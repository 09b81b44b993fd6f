//! Device discovered listener slot.

// ============================================================================
// Imports
// ============================================================================

use std::fmt;
use std::sync::Arc;

use parking_lot::Mutex;

use crate::accessory::Accessory;

// ============================================================================
// Types
// ============================================================================

/// Called with the snapshot of an accessory that attached while no session
/// was open.
pub type DeviceDiscoveredListener = Arc<dyn Fn(Accessory) + Send + Sync>;

// ============================================================================
// ListenerSlot
// ============================================================================

/// Process-wide single-slot listener registration.
///
/// Clones share the slot. Setting replaces; it never appends.
#[derive(Clone, Default)]
pub struct ListenerSlot {
    slot: Arc<Mutex<Option<DeviceDiscoveredListener>>>,
}

impl fmt::Debug for ListenerSlot {
    fn fmt(&self, f: &mut fmt::Formatter<'_>) -> fmt::Result {
        f.debug_struct("ListenerSlot")
            .field("is_set", &self.is_set())
            .finish()
    }
}

impl ListenerSlot {
    /// Creates an empty slot.
    #[inline]
    #[must_use]
    pub fn new() -> Self {
        Self::default()
    }

    /// Installs `listener`, replacing any previous one.
    pub fn set<F>(&self, listener: F)
    where
        F: Fn(Accessory) + Send + Sync + 'static,
    {
        *self.slot.lock() = Some(Arc::new(listener));
    }

    /// Removes the listener.
    pub fn clear(&self) {
        *self.slot.lock() = None;
    }

    /// Returns `true` if a listener is installed.
    #[inline]
    #[must_use]
    pub fn is_set(&self) -> bool {
        self.slot.lock().is_some()
    }

    /// Invokes the listener, if any, outside the slot lock.
    ///
    /// Returns `true` if a listener was called.
    pub fn notify(&self, accessory: Accessory) -> bool {
        let listener = self.slot.lock().clone();
        match listener {
            Some(listener) => {
                listener(accessory);
                true
            }
            None => false,
        }
    }
}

------------------------------------

§ **Task prompt**: Using the listing above, transcribe every entry exactly.

§ **Your response**:
repository 09b81b44b993fd6f
//! Device discovered listener slot.

// ============================================================================
// Imports
// ============================================================================

use std::fmt;
use std::sync::Arc;

use parking_lot::Mutex;

use crate::accessory::Accessory;

// ============================================================================
// Types
// ============================================================================

/// Called with the snapshot of an accessory that attached while no session
/// was open.
pub type DeviceDiscoveredListener = Arc<dyn Fn(Accessory) + Send + Sync>;

// ============================================================================
// ListenerSlot
// ============================================================================

/// Process-wide single-slot listener registration.
///
/// Clones share the slot. Setting replaces; it never appends.
#[derive(Clone, Default)]
pub struct ListenerSlot {
    slot: Arc<Mutex<Option<DeviceDiscoveredListener>>>,
}

impl fmt::Debug for ListenerSlot {
    fn fmt(&self, f: &mut fmt::Formatter<'_>) -> fmt::Result {
        f.debug_struct("ListenerSlot")
            .field("is_set", &self.is_set())
            .finish()
    }
}

impl ListenerSlot {
    /// Creates an empty slot.
    #[inline]
    #[must_use]
    pub fn new() -> Self {
        Self::default()
    }

    /// Installs `listener`, replacing any previous one.
    pub fn set<F>(&self, listener: F)
    where
        F: Fn(Accessory) + Send + Sync + 'static,
    {
        *self.slot.lock() = Some(Arc::new(listener));
    }

    /// Removes the listener.
    pub fn clear(&self) {
        *self.slot.lock() = None;
    }

    /// Returns `true` if a listener is installed.
    #[inline]
    #[must_use]
    pub fn is_set(&self) -> bool {
        self.slot.lock().is_some()
    }

    /// Invokes the listener, if any, outside the slot lock.
    ///
    /// Returns `true` if a listener was called.
    pub fn notify(&self, accessory: Accessory) -> bool {
        let listener = self.slot.lock().clone();
        match listener {
            Some(listener) => {
                listener(accessory);
                true
            }
            None => false,
        }
    }
}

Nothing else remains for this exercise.